That’s with elevation 10°. Obviously without long cast shadows. I added elev=10 to the command. If you need the cast shadows then raytracing is the way to go.
texture shade with detail=4.0, contrast=4.5 is pretty much a uniform grey image without any visible details. There is no point using such combination imho (or there’s a typo).
Problem is that by “just” calling lelandshade from GMT.lj the user has no way of seeing that parameters of leland texture shading algo were not useful, because the result of texture shading was not shown to the user. By just calling lelandshade the user has no way of knowing whether e.g. lelandshade has been provided with nonsense combination of detail and contrast. These two must be selected manually depending on the plotted reilef.

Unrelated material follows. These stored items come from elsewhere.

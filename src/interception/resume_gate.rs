// src/interception/resume_gate.rs
//! Resume gate
//!
//! Decides, on every attempt to start a network task, whether the real
//! resume may run now.
//!
//! # State machine
//!
//! ```text
//!                 register            1st resume           2nd resume
//! (unprotected) ──────────▶ Pending ────────────▶ Suppressed ───────────▶ Resolved(Proceed)
//!                              │                       │
//!                 forced error │ resume   fail_pending │
//!                              ▼                       ▼
//!                       Resolved(Failed) ◀─────────────┘
//! ```
//!
//! The gate never waits on attestation. Suppression means returning
//! `false` immediately and leaving the attestation to the caller.

use crate::interception::event_log::{GateEventKind, GateEventLog};
use crate::interception::interception_table::{InterceptionTable, Resolution, ResumeTransition};
use crate::interception::task_identity::{CompletionCallback, NetworkTask, TaskIdentity};
use crate::utils::config::ServiceConfig;
use crate::utils::errors::{ForcedFailure, GateError, Result};
use once_cell::sync::Lazy;
use std::sync::Arc;
use tracing::{debug, warn};

static GLOBAL_GATE: Lazy<ResumeGate> = Lazy::new(ResumeGate::new);

const DECISIONS_METRIC: &str = "attest_gate_decisions_total";
const VIOLATIONS_METRIC: &str = "attest_gate_protocol_violations_total";

/// What the caller must do with a resume attempt
#[derive(Debug, Clone, Copy, PartialEq, Eq)]
pub enum ResumeDecision {
    /// Call the real resume now
    Proceed,

    /// Do not resume; start attestation for this task
    Suppressed,

    /// Do not resume; the task has already been failed
    Failed,
}

impl ResumeDecision {
    pub fn should_execute(&self) -> bool {
        matches!(self, ResumeDecision::Proceed)
    }

    fn metric_label(&self) -> &'static str {
        match self {
            ResumeDecision::Proceed => "proceed",
            ResumeDecision::Suppressed => "suppressed",
            ResumeDecision::Failed => "failed",
        }
    }
}

/// Resume gate over an [`InterceptionTable`]
pub struct ResumeGate {
    table: Arc<InterceptionTable>,
    events: Option<Arc<GateEventLog>>,
}

impl ResumeGate {
    pub fn new() -> Self {
        Self::with_table(Arc::new(InterceptionTable::new()))
    }

    /// Gate over an existing, possibly shared, table
    pub fn with_table(table: Arc<InterceptionTable>) -> Self {
        Self {
            table,
            events: None,
        }
    }

    /// Gate over a fresh table, logging into an event log sized from `config`
    pub fn with_config(config: &ServiceConfig) -> Result<Self> {
        let events = GateEventLog::new(config.event_log_capacity)?;
        Ok(Self::new().with_event_log(Arc::new(events)))
    }

    /// Record every decision into `events`
    pub fn with_event_log(mut self, events: Arc<GateEventLog>) -> Self {
        self.events = Some(events);
        self
    }

    /// Process-wide gate instance
    pub fn global() -> &'static ResumeGate {
        &GLOBAL_GATE
    }

    pub fn table(&self) -> &Arc<InterceptionTable> {
        &self.table
    }

    pub fn event_log(&self) -> Option<&Arc<GateEventLog>> {
        self.events.as_ref()
    }

    pub fn task_identity<T: NetworkTask + ?Sized>(&self, task: &T) -> TaskIdentity {
        task.identity()
    }

    /// Mark a task as needing attestation before its first real resume.
    ///
    /// `callback` receives the failure if the task is abandoned after
    /// suppression. Must be called before the first resume attempt.
    pub fn mark_for_protection<T: NetworkTask + ?Sized>(
        &self,
        task: &T,
        callback: CompletionCallback,
    ) -> Result<()> {
        let identity = task.identity();
        let result = self.table.register(identity, callback);
        self.after_registration(identity, &result, GateEventKind::Registered);
        result
    }

    /// Mark a task that must fail instead of ever reaching the network
    pub fn mark_forced_failure<T: NetworkTask + ?Sized>(
        &self,
        task: &T,
        failure: ForcedFailure,
    ) -> Result<()> {
        let identity = task.identity();
        let result = self.table.register_forced_error(identity, failure);
        self.after_registration(identity, &result, GateEventKind::ForcedErrorRegistered);
        result
    }

    fn after_registration(&self, identity: TaskIdentity, result: &Result<()>, kind: GateEventKind) {
        match result {
            Ok(()) => {
                debug!(%identity, "Task marked for protection");
                self.record(identity, kind);
            }
            Err(GateError::ProtocolViolation { .. }) => {
                metrics::counter!(VIOLATIONS_METRIC).increment(1);
                self.record(identity, GateEventKind::ProtocolViolation);
            }
            Err(_) => {}
        }
    }

    /// Decide what to do with a resume attempt.
    ///
    /// A forced failure is delivered through
    /// [`NetworkTask::complete_with_error`] before this returns.
    pub fn decide<T: NetworkTask + ?Sized>(&self, task: &T) -> ResumeDecision {
        let identity = task.identity();

        let decision = match self.table.advance(identity) {
            ResumeTransition::Unprotected => {
                self.record(identity, GateEventKind::PassedThrough);
                ResumeDecision::Proceed
            }
            ResumeTransition::Suppress => {
                debug!(%identity, "Suppressed first resume pending attestation");
                self.record(identity, GateEventKind::Suppressed);
                ResumeDecision::Suppressed
            }
            ResumeTransition::Release => {
                debug!(%identity, "Released resume");
                self.record(identity, GateEventKind::Released);
                ResumeDecision::Proceed
            }
            ResumeTransition::Fail(failure) => {
                warn!(%identity, %failure, "Forcing task failure instead of resume");
                task.complete_with_error(failure);
                self.record(identity, GateEventKind::ForcedFailureDelivered);
                ResumeDecision::Failed
            }
            ResumeTransition::AlreadyResolved(Resolution::Proceed) => ResumeDecision::Proceed,
            ResumeTransition::AlreadyResolved(Resolution::Failed) => {
                debug!(%identity, "Blocked resume of failed task");
                self.record(identity, GateEventKind::ResumeBlocked);
                ResumeDecision::Failed
            }
        };

        metrics::counter!(DECISIONS_METRIC, "decision" => decision.metric_label()).increment(1);
        decision
    }

    /// True if the caller should call the real resume now
    pub fn should_execute_resume<T: NetworkTask + ?Sized>(&self, task: &T) -> bool {
        self.decide(task).should_execute()
    }

    /// Let an attested task go after its first resume was suppressed.
    ///
    /// True exactly once, for the caller that performs the release. False if
    /// a concurrent resume already released the task or it was failed, in
    /// which case the caller must not resume it again.
    pub fn release_attested<T: NetworkTask + ?Sized>(&self, task: &T) -> bool {
        let identity = task.identity();

        if self.table.release_suppressed(identity) {
            debug!(%identity, "Released attested task");
            self.record(identity, GateEventKind::Released);
            metrics::counter!(DECISIONS_METRIC, "decision" => ResumeDecision::Proceed.metric_label())
                .increment(1);
            true
        } else {
            debug!(%identity, "Attested task was already resolved");
            false
        }
    }

    /// Deliver an attestation failure through the stored completion callback.
    ///
    /// Returns false if there was no awaiting entry, e.g. because another
    /// thread already delivered or released it.
    pub fn fail_pending(&self, identity: TaskIdentity, failure: ForcedFailure) -> bool {
        match self.table.take_if_awaiting(identity) {
            Some(callback) => {
                warn!(%identity, %failure, "Cancelling protected task");
                callback(failure);
                self.record(identity, GateEventKind::CallbackDelivered);
                true
            }
            None => {
                debug!(%identity, "No awaiting completion to fail");
                false
            }
        }
    }

    fn record(&self, identity: TaskIdentity, kind: GateEventKind) {
        if let Some(events) = &self.events {
            events.record(identity, kind);
        }
    }
}

impl Default for ResumeGate {
    fn default() -> Self {
        Self::new()
    }
}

The best way of tweaking this type of shading is to always plot the color map and texture shade on separate plots so texture shade can be checked visually. This is why my spaghetti code did 6 plots incl the final blend as shown above so the effect of these different parameters is shown and the result can be meaningfully tweaked. E.g. many color maps wouldn’t work well with this shading approach or might need tweaking (like the blue crater spots on the map above does not appear to me as the best way of representing these craters), Z scale exaggeration might need tweaking, % of texture shade in the final blend may need to be adjusted.
PS OK this was the best way I happened to found. If anybody knows better, comments are very welcome.